Flexibility is becoming a big annoyance to me recently in general, I can't put my socks on without breaking into a sweat and stuff like putting on a tie and pulling my collar down is becoming near imposable as my arms don't seem to want to bend that way anymore............don't get me wrong I'm not huge by any means so I have no idea how the Pro's cope with stuff like this?!


----------



## lordgeorge

back when I used to train muay thai twice a week and karate once a week I could put my palms on the floor and beyond,

but not anymore

is there a trade off behind flexibility and strength do you think ?


----------



## evad

I can get to about the tops of my ankles, good job im straight eh


----------



## TinyGuy

i can touch my chest to my legs lol


----------



## Rottee

No I cant Im 32yrs old but they guy I train with is 50 yrs old and can put his hands flat on the floor.

I like to watch the mrs trying to do it though.


----------



## Fragjuice

no chance, there's about a foot between my finger tips and my toes


----------



## ed220




----------



## Litmus

Not yet, but I'm getting closer.

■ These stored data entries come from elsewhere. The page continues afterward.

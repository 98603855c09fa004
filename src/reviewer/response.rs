//! Structured reviewer responses.
//!
//! Reviewers answer in free text that is expected to contain one JSON
//! object. Parsing tries a fenced code block first, then the outermost brace
//! span, then the whole text. Anything that still fails becomes the default
//! all-zero response with the error in `overall_feedback`.

use std::collections::BTreeMap;
use std::fmt;

use once_cell::sync::Lazy;
use regex::Regex;
use serde::{Deserialize, Serialize};
use serde_json::{Map, Value};
use thiserror::Error;

/// Highest score a reviewer can give.
pub const MAX_SCORE: u8 = 10;

/// A named review dimension.
#[derive(Debug, Clone, Copy, PartialEq, Eq, Hash, PartialOrd, Ord)]
pub enum Criterion {
    SeparationOfConcerns,
    Documentation,
    LogicClarity,
    Understandability,
    Efficiency,
    ErrorHandling,
    Testability,
    Reusability,
    CodeConsistency,
    DependencyManagement,
    SecurityAwareness,
    SideEffects,
    Scalability,
    ResourceManagement,
    Encapsulation,
    Readability,
}

impl Criterion {
    /// Every criterion, in prompt order.
    pub const ALL: [Criterion; 16] = [
        Criterion::SeparationOfConcerns,
        Criterion::Documentation,
        Criterion::LogicClarity,
        Criterion::Understandability,
        Criterion::Efficiency,
        Criterion::ErrorHandling,
        Criterion::Testability,
        Criterion::Reusability,
        Criterion::CodeConsistency,
        Criterion::DependencyManagement,
        Criterion::SecurityAwareness,
        Criterion::SideEffects,
        Criterion::Scalability,
        Criterion::ResourceManagement,
        Criterion::Encapsulation,
        Criterion::Readability,
    ];

    /// JSON key.
    pub fn as_str(&self) -> &'static str {
        match self {
            Criterion::SeparationOfConcerns => "separation_of_concerns",
            Criterion::Documentation => "documentation",
            Criterion::LogicClarity => "logic_clarity",
            Criterion::Understandability => "understandability",
            Criterion::Efficiency => "efficiency",
            Criterion::ErrorHandling => "error_handling",
            Criterion::Testability => "testability",
            Criterion::Reusability => "reusability",
            Criterion::CodeConsistency => "code_consistency",
            Criterion::DependencyManagement => "dependency_management",
            Criterion::SecurityAwareness => "security_awareness",
            Criterion::SideEffects => "side_effects",
            Criterion::Scalability => "scalability",
            Criterion::ResourceManagement => "resource_management",
            Criterion::Encapsulation => "encapsulation",
            Criterion::Readability => "readability",
        }
    }

    /// Human-readable label, e.g. "Separation Of Concerns".
    pub fn label(&self) -> String {
        self.as_str()
            .split('_')
            .map(|word| {
                let mut chars = word.chars();
                match chars.next() {
                    Some(first) => first.to_uppercase().chain(chars).collect::<String>(),
                    None => String::new(),
                }
            })
            .collect::<Vec<_>>()
            .join(" ")
    }
}

impl fmt::Display for Criterion {
    fn fmt(&self, f: &mut fmt::Formatter<'_>) -> fmt::Result {
        f.write_str(self.as_str())
    }
}

/// Why a reviewer response could not be parsed.
#[derive(Error, Debug, Clone, PartialEq, Eq)]
pub enum ResponseError {
    #[error("no JSON object found in response")]
    NoJson,
    #[error("response JSON is not an object")]
    NotAnObject,
    #[error("response is missing `{0}`")]
    MissingField(&'static str),
}

/// Normalized reviewer verdict.
#[derive(Debug, Clone, PartialEq, Eq, Serialize, Deserialize)]
pub struct StructuredResponse {
    pub overall_score: u8,
    pub overall_feedback: String,
    /// Criterion key → score. Always holds every [`Criterion`].
    pub criteria_scores: BTreeMap<String, u8>,
    /// Criterion key → optional feedback. Always holds every [`Criterion`].
    pub criteria_feedback: BTreeMap<String, Option<String>>,
    #[serde(default)]
    pub suggestions: Vec<String>,
    #[serde(default)]
    pub strengths: Vec<String>,
}

impl Default for StructuredResponse {
    fn default() -> Self {
        Self::with_error("Unable to parse response")
    }
}

impl StructuredResponse {
    /// All-zero response carrying `error` as its feedback.
    pub fn with_error(error: impl Into<String>) -> Self {
        Self {
            overall_score: 0,
            overall_feedback: error.into(),
            criteria_scores: Criterion::ALL
                .iter()
                .map(|c| (c.as_str().to_string(), 0))
                .collect(),
            criteria_feedback: Criterion::ALL
                .iter()
                .map(|c| (c.as_str().to_string(), None))
                .collect(),
            suggestions: Vec::new(),
            strengths: Vec::new(),
        }
    }

    pub fn score(&self, criterion: Criterion) -> u8 {
        self.criteria_scores
            .get(criterion.as_str())
            .copied()
            .unwrap_or(0)
    }

    pub fn feedback(&self, criterion: Criterion) -> Option<&str> {
        self.criteria_feedback
            .get(criterion.as_str())
            .and_then(|f| f.as_deref())
    }

    /// Parse reviewer text into a response.
    pub fn parse(text: &str) -> Result<Self, ResponseError> {
        let value = extract_json(text).ok_or(ResponseError::NoJson)?;
        let object = value.as_object().ok_or(ResponseError::NotAnObject)?;
        from_object(object)
    }

    /// Parse reviewer text, substituting the default response on failure.
    pub fn parse_or_default(text: &str) -> Self {
        Self::parse(text).unwrap_or_else(|e| {
            Self::with_error(format!("Failed to parse reviewer response: {}", e))
        })
    }
}

static FENCED_JSON: Lazy<Regex> = Lazy::new(|| {
    Regex::new(r"```(?:json)?\s*(\{[\s\S]*?\})\s*```").expect("valid fenced JSON regex")
});

static BRACED_JSON: Lazy<Regex> =
    Lazy::new(|| Regex::new(r"\{[\s\S]*\}").expect("valid braced JSON regex"));

fn extract_json(text: &str) -> Option<Value> {
    let fenced = FENCED_JSON
        .captures(text)
        .and_then(|c| c.get(1))
        .map(|m| m.as_str());
    let braced = BRACED_JSON.find(text).map(|m| m.as_str());

    fenced
        .into_iter()
        .chain(braced)
        .chain(std::iter::once(text))
        .find_map(|candidate| serde_json::from_str(candidate).ok())
}

fn from_object(object: &Map<String, Value>) -> Result<StructuredResponse, ResponseError> {
    let overall_score = object
        .get("overall_score")
        .and_then(score_of)
        .ok_or(ResponseError::MissingField("overall_score"))?;

    let mut response = StructuredResponse::with_error(String::new());
    response.overall_score = overall_score;
    response.overall_feedback = object
        .get("overall_feedback")
        .and_then(Value::as_str)
        .unwrap_or_default()
        .to_string();

    if let Some(scores) = object.get("criteria_scores").and_then(Value::as_object) {
        for criterion in Criterion::ALL {
            if let Some(score) = scores.get(criterion.as_str()).and_then(score_of) {
                response
                    .criteria_scores
                    .insert(criterion.as_str().to_string(), score);
            }
        }
    }

    if let Some(feedback) = object.get("criteria_feedback").and_then(Value::as_object) {
        for criterion in Criterion::ALL {
            let text = feedback
                .get(criterion.as_str())
                .and_then(Value::as_str)
                .filter(|s| !s.trim().is_empty())
                .map(str::to_string);
            response
                .criteria_feedback
                .insert(criterion.as_str().to_string(), text);
        }
    }

    response.suggestions = string_list(object.get("suggestions"));
    response.strengths = string_list(object.get("strengths"));

    Ok(response)
}

/// Accepts integers, floats and numeric strings; clamps to `0..=MAX_SCORE`.
fn score_of(value: &Value) -> Option<u8> {
    let raw = match value {
        Value::Number(n) => n.as_f64()?,
        Value::String(s) => s.trim().parse::<f64>().ok()?,
        _ => return None,
    };
    Some(raw.round().clamp(0.0, MAX_SCORE as f64) as u8)
}

fn string_list(value: Option<&Value>) -> Vec<String> {
    value
        .and_then(Value::as_array)
        .map(|items| {
            items
                .iter()
                .filter_map(Value::as_str)
                .map(str::to_string)
                .collect()
        })
        .unwrap_or_default()
}

#[cfg(test)]
mod tests {
    use super::*;

    const FULL: &str = r#"{
        "overall_score": 8,
        "overall_feedback": "Solid method.",
        "criteria_scores": {
            "separation_of_concerns": 9, "documentation": 6, "logic_clarity": 8,
            "understandability": 8, "efficiency": 7, "error_handling": 5,
            "testability": 8, "reusability": 7, "code_consistency": 9,
            "dependency_management": 8, "security_awareness": 7, "side_effects": 9,
            "scalability": 7, "resource_management": 8, "encapsulation": 8,
            "readability": 9
        },
        "criteria_feedback": {"documentation": "Add a docstring.", "efficiency": null},
        "suggestions": ["Add a docstring"],
        "strengths": ["Clear naming", "Small"]
    }"#;

    #[test]
    fn test_parse_plain_json() {
        let r = StructuredResponse::parse(FULL).unwrap();
        assert_eq!(r.overall_score, 8);
        assert_eq!(r.overall_feedback, "Solid method.");
        assert_eq!(r.criteria_scores.len(), 16);
        assert_eq!(r.score(Criterion::Documentation), 6);
        assert_eq!(r.feedback(Criterion::Documentation), Some("Add a docstring."));
        assert_eq!(r.feedback(Criterion::Efficiency), None);
        assert_eq!(r.criteria_feedback.len(), 16);
        assert_eq!(r.strengths, vec!["Clear naming", "Small"]);
    }

    #[test]
    fn test_parse_fenced_block_with_prose() {
        let text = format!("Here is my review:\n```json\n{}\n```\nThanks!", FULL);
        let r = StructuredResponse::parse(&text).unwrap();
        assert_eq!(r.overall_score, 8);
    }

    #[test]
    fn test_parse_braced_span_with_prose() {
        let text = format!("Sure. {} Let me know.", FULL);
        assert_eq!(StructuredResponse::parse(&text).unwrap().suggestions.len(), 1);
    }

    #[test]
    fn test_missing_criteria_filled_and_scores_clamped() {
        let r = StructuredResponse::parse(
            r#"{"overall_score": 14, "criteria_scores": {"efficiency": "7", "readability": -3}}"#,
        )
        .unwrap();
        assert_eq!(r.overall_score, 10);
        assert_eq!(r.score(Criterion::Efficiency), 7);
        assert_eq!(r.score(Criterion::Readability), 0);
        assert_eq!(r.score(Criterion::Testability), 0);
        assert_eq!(r.criteria_scores.len(), 16);
        assert_eq!(r.criteria_feedback.len(), 16);
        assert!(r.suggestions.is_empty());
    }

    #[test]
    fn test_malformed_response_falls_back() {
        let r = StructuredResponse::parse_or_default("I think this code is pretty good overall.");
        assert_eq!(r.overall_score, 0);
        assert_eq!(r.criteria_scores.len(), 16);
        assert!(r.criteria_scores.values().all(|&v| v == 0));
        assert!(r.criteria_feedback.values().all(Option::is_none));
        assert!(r.overall_feedback.contains("no JSON object found"));
    }

    #[test]
    fn test_parse_errors() {
        assert_eq!(StructuredResponse::parse("[1, 2]"), Err(ResponseError::NotAnObject));
        assert_eq!(
            StructuredResponse::parse(r#"{"overall_feedback": "x"}"#),
            Err(ResponseError::MissingField("overall_score"))
        );
    }

    #[test]
    fn test_criterion_label() {
        assert_eq!(Criterion::SeparationOfConcerns.label(), "Separation Of Concerns");
        assert_eq!(Criterion::ALL.len(), 16);
    }
}
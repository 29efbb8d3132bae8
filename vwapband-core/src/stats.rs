//! Incremental session VWAP and standard deviation.
//!
//! One pass, O(1) per bar: cumulative volume, cumulative price*volume, and a
//! cumulative variance contribution. The deviation for each bar is measured
//! against the *post-update* VWAP, so the accumulated variance mixes terms
//! with differing baselines. That makes this a streaming approximation of
//! the volume-weighted variance, not the exact population figure. Signals
//! depend on the exact values this recurrence produces; do not replace it
//! with a two-pass formula.

/// Current VWAP estimate. Defined only once non-zero volume has been folded.
#[derive(Debug, Clone, Copy, PartialEq)]
pub struct VwapSnapshot {
    pub vwap: f64,
    /// Always >= 0; exactly 0 after a single bar (no deviation yet).
    pub stdev: f64,
}

/// Running accumulators for one symbol's session.
#[derive(Debug, Clone, Default)]
pub struct IncrementalStats {
    cum_volume: f64,
    cum_price_volume: f64,
    cum_variance: f64,
    current: Option<VwapSnapshot>,
}

impl IncrementalStats {
    pub fn new() -> Self {
        Self::default()
    }

    /// Fold one bar into the accumulators.
    ///
    /// Bars with `volume <= 0` are a no-op: they carry no information for a
    /// volume-weighted statistic.
    pub fn update(&mut self, typical_price: f64, volume: f64) {
        if volume <= 0.0 {
            return;
        }

        self.cum_price_volume += typical_price * volume;
        self.cum_volume += volume;

        let vwap = self.cum_price_volume / self.cum_volume;
        let deviation = typical_price - vwap;
        self.cum_variance += volume * deviation * deviation;

        let variance = self.cum_variance / self.cum_volume;
        let stdev = if variance > 0.0 { variance.sqrt() } else { 0.0 };

        self.current = Some(VwapSnapshot { vwap, stdev });
    }

    /// Zero all accumulators (session boundary).
    pub fn reset(&mut self) {
        *self = Self::default();
    }

    /// Present estimate, or None while no volume has been observed.
    pub fn current(&self) -> Option<VwapSnapshot> {
        self.current
    }

    pub fn cumulative_volume(&self) -> f64 {
        self.cum_volume
    }
}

I am literally inches away now, after stretching on and off for the last few months.


----------



## UnitedFan

Nowhere near! I can get my wrist just past my knee atm :lol:

I think I have this problem through genes though, my dad and his dad are the same. Although I seem to have the worst.

I stretch from time to time but it's so uncomfortable I tend to not want to. It's a mix between a stretching feeling and a feeling that there's no blood going to my legs. It's awful!


----------



## aka

I could if i try very hard


----------



## craftybutcher

Why is it I am fitter now but can no longer touch my toes but when I was a slob I could?


----------



## suliktribal

I can but wouldn't in a room with you guys, hehe.


----------



## pea head

Yes,i do SLD with a bar past toes as well.


----------



## deeppurple

i can touch my nose, i hope i get some credit for that.


----------



## lib

im not falling for that one again, my ar$e still hurting from the last time u asked me!!!!!


----------



## UnitedFan

I had a dream that I could touch my toes. I was really disappointed when I woke up. I think that's because I read this thread before going to bed


----------



## Nathrakh

Just tried - Can still touch floor, flat palms with straight legs.


----------



## big pete

used to be able to get flat palms in my TKD days.

had a bad back, could still get tips of fingers o nthe floor.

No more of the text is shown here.